The matter is now ripe for review. For the reasons stated herein, the Motion to Dismiss is GRANTED in part and DENIED in part. BACKGROUND
Plaintiffs filed this putative class action lawsuit to address wait times for forensic mental health services in the state of Missouri. Plaintiffs and other similarly situated individuals who are members of the proposed putative class (collectively, “Plaintiffs”) are either suspected of being, or have already been deemed, incompetent to stand trial (“IST”) and are regularly housed in Missouri’s jails while they await their court-ordered competency treatment. Defendants currently maintain a waitlist for competency evaluations and restoration services. That waitlist is comprised of hundreds of Missourians living with serious mental illnesses or other competency issues, all of whom wait months or even years in jail before they receive court-ordered services. Plaintiffs argue
this practice is unconstitutional and inhumane and makes competency restoration more challenging because of the decompensation that occurs when someone who is seriously mentally ill is housed in a jail as opposed to a treatment environment. Plaintiffs argue these wait times, allegedly caused by Defendants, deprive Plaintiffs of their due process rights protected by the Fourteenth Amendment and violate Title II of the Americans with Disabilities Act of 1990 (“ADA”) and Section 504 of the Rehabilitation Act of 1973 (“RA”). Plaintiffs seek declaratory and injunctive relief from this Court to stop this practice. STANDARD OF REVIEW A complaint must contain factual allegations that, when accepted as true, are sufficient to
state a claim of relief that is plausible on its face. Zutz v. Nelson, 601 F.3d 842, 848 (8th Cir. 2010) (citing Ashcroft v. Iqbal, 556 U.S. 662, 678 (2009)). The Court “must accept the allegations contained in the complaint as true and draw all reasonable inferences in favor of the nonmoving party.” Coons v. Mineta, 410 F.3d 1036, 1039 (8th Cir. 2005) (internal citations omitted). The complaint’s factual allegations must be sufficient to “raise a right to relief above the speculative level,” and the motion to dismiss must be granted if the complaint does not contain “enough facts to state a claim to relief that is plausible on its face.” Bell Atl. Corp v. Twombly, 550 U.S. 544, 545 (2007). Further, “the tenet that a court must accept as true all of the allegations contained in a complaint is inapplicable to legal conclusions. Threadbare recitals of the elements of a cause of
action, supported by mere conclusory statements, do not suffice. Ashcroft, 556 U.S. at 678 (citing Twombly, 550 U.S. at 555).
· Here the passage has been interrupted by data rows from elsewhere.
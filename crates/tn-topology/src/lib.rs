//! Experiment description → service graph → compose manifest.
//!
//! Everything here is pure apart from [`ManifestEmitter::write`]: the same
//! config and seed always produce the same graph and the same bytes.

pub mod config;
pub mod credentials;
pub mod flags;
pub mod generator;
pub mod manifest;
pub mod node;
pub mod ports;
pub mod relationships;

use std::path::PathBuf;

pub use config::{ChainProfile, ExperimentConfig, GroupConfig, PairingRule, Role};
pub use generator::{Topology, TopologyGenerator};
pub use manifest::ManifestEmitter;
pub use node::{InfraService, NodeId, NodePorts, ServiceNode};
pub use ports::PortRegistry;
pub use relationships::{Relationship, RelationshipKind, RelationshipMap};

#[derive(Debug, thiserror::Error)]
pub enum Error {
    #[error("invalid experiment config: {0}")]
    InvalidConfig(String),

    #[error("could not read experiment config {path}: {source}")]
    ConfigRead {
        path: PathBuf,
        source: std::io::Error,
    },

    #[error("no free port for {owner} above base {base} after {draws} draws")]
    PortExhaustion {
        owner: String,
        base: u16,
        draws: u32,
    },

    #[error("{alias} references unknown service {target}")]
    RelationshipResolution { alias: String, target: String },

    #[error("failed to write manifest {path}: {source}")]
    ManifestWrite {
        path: PathBuf,
        source: std::io::Error,
    },

    #[error("manifest serialization failed: {0}")]
    Serialize(#[from] serde_yaml::Error),
}

pub type Result<T> = std::result::Result<T, Error>;
//! `gw components`: connected components with their assigned colors.

use anyhow::Result;
use clap::Args;
use graphwalk_core::{Color, NodeId, find_connected_components};
use serde::Serialize;

use super::CommandContext;
use crate::output::{OutputMode, join, pretty_section, render_mode};

#[derive(Args, Debug, Default)]
pub struct ComponentsArgs {}

#[derive(Debug, Serialize)]
pub struct ComponentEntry {
    pub color: Color,
    pub nodes: Vec<NodeId>,
}

#[derive(Debug, Serialize)]
pub struct ComponentsReport {
    pub count: usize,
    pub components: Vec<ComponentEntry>,
}

/// Direction never matters here: components are always undirected.
pub fn run_components(_args: &ComponentsArgs, ctx: &CommandContext) -> Result<()> {
    let graph = ctx.load_graph()?;
    let components = find_connected_components(&graph.snapshot.nodes, &graph.snapshot.edges);
    let colors = ctx.config.palette.palette().assign(components.len());

    let report = ComponentsReport {
        count: components.len(),
        components: colors
            .into_iter()
            .zip(components)
            .map(|(color, nodes)| ComponentEntry { color, nodes })
            .collect(),
    };

    render_report(ctx.output, &report)
}

fn render_report(mode: OutputMode, report: &ComponentsReport) -> Result<()> {
    render_mode(
        mode,
        report,
        |r, w| {
            for c in &r.components {
                writeln!(w, "{}\t{}", c.color, join(&c.nodes, " "))?;
            }
            Ok(())
        },
        |r, w| {
            pretty_section(w, &format!("{} connected component(s)", r.count))?;
            for (i, c) in r.components.iter().enumerate() {
                writeln!(w, "#{:<3} {:<22} {}", i + 1, c.color.as_str(), join(&c.nodes, ", "))?;
            }
            Ok(())
        },
    )
}

#[cfg(test)]
mod tests {
    use super::*;
    use graphwalk_core::sample::sample_graph;

    #[test]
    fn report_pairs_each_component_with_a_color() {
        let g = sample_graph();
        let components = find_connected_components(&g.nodes, &g.edges);
        let colors = graphwalk_core::Palette::default().assign(components.len());
        let entries: Vec<ComponentEntry> = colors
            .into_iter()
            .zip(components)
            .map(|(color, nodes)| ComponentEntry { color, nodes })
            .collect();

        let value = serde_json::to_value(&entries).expect("json");
        assert_eq!(value[0]["color"], "#FF6B6B");
        assert_eq!(value[1]["nodes"], serde_json::json!([7, 8]));
    }
}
DISCUSSION I. Article III Standing – Count I
A plaintiff bears the burden of establishing Article III standing by showing “(i) that [the plaintiff] suffered an injury in fact that is concrete, particularized, and actual or imminent; (ii) that the injury was likely caused by the defendant; and (iii) that the injury would likely be redressed by judicial relief.” Ojogwu v. Rodenburg Law Firm, 26 F.4th 457, 461 (8th Cir. 2022). The Court addresses standing first because it is a jurisdictional requirement. See Hekel v. Warfield, Inc., 118 F.4th 938, 941 (8th Cir. 2024). Defendants argue Plaintiffs lack standing against all Defendants in the claim raised in Count I because the only named class representative, Plaintiff D.W., did not establish an injury in fact. Plaintiff argues D.W. had Article III standing at the time of filing because he faced imminent and substantial harm by being subject to Defendants’ waitlist practice and even if D.W. now lacks standing to bring Count I because he has been evaluated, his claim is “capable of repetition yet
evading review.” To satisfy Article III, a plaintiff must demonstrate that at the time of filing he had an injury that was “concrete, particularized, and actual or imminent; fairly traceable to the challenged action; and redressable by a favorable ruling.” Clapper v. Amnesty Int’l USA, 568 U.S. 398, 409 (2013) (emphasis added). “At the pleading stage . . . general factual allegations of injury . . . may suffice.” Lujan v. Defenders of Wildlife, 504 U.S. 555, 561 (1992); Iowa League of Cities v. E.P.A., 711
F.3d 844, 869 (8th Cir. 2013). Plaintiffs allege DMH has kept a long-standing, statewide waitlist for court-ordered competency evaluations and restoration services. According to the Plaintiffs, people often wait six months or more just to be evaluated, and about half are then found incompetent to stand trial— after which they may wait an additional 14 months or longer for treatment. The system does not prioritize individuals based on the severity of their symptoms, and these delays have persisted for years. Given this pattern, the Plaintiffs argue there is no reason to believe D.W. would be treated
any differently; he would simply join the end of an already overcrowded line. Thus, Plaintiffs argue as long as he remains in this dysfunctional system, the risk of serious and imminent harm continues.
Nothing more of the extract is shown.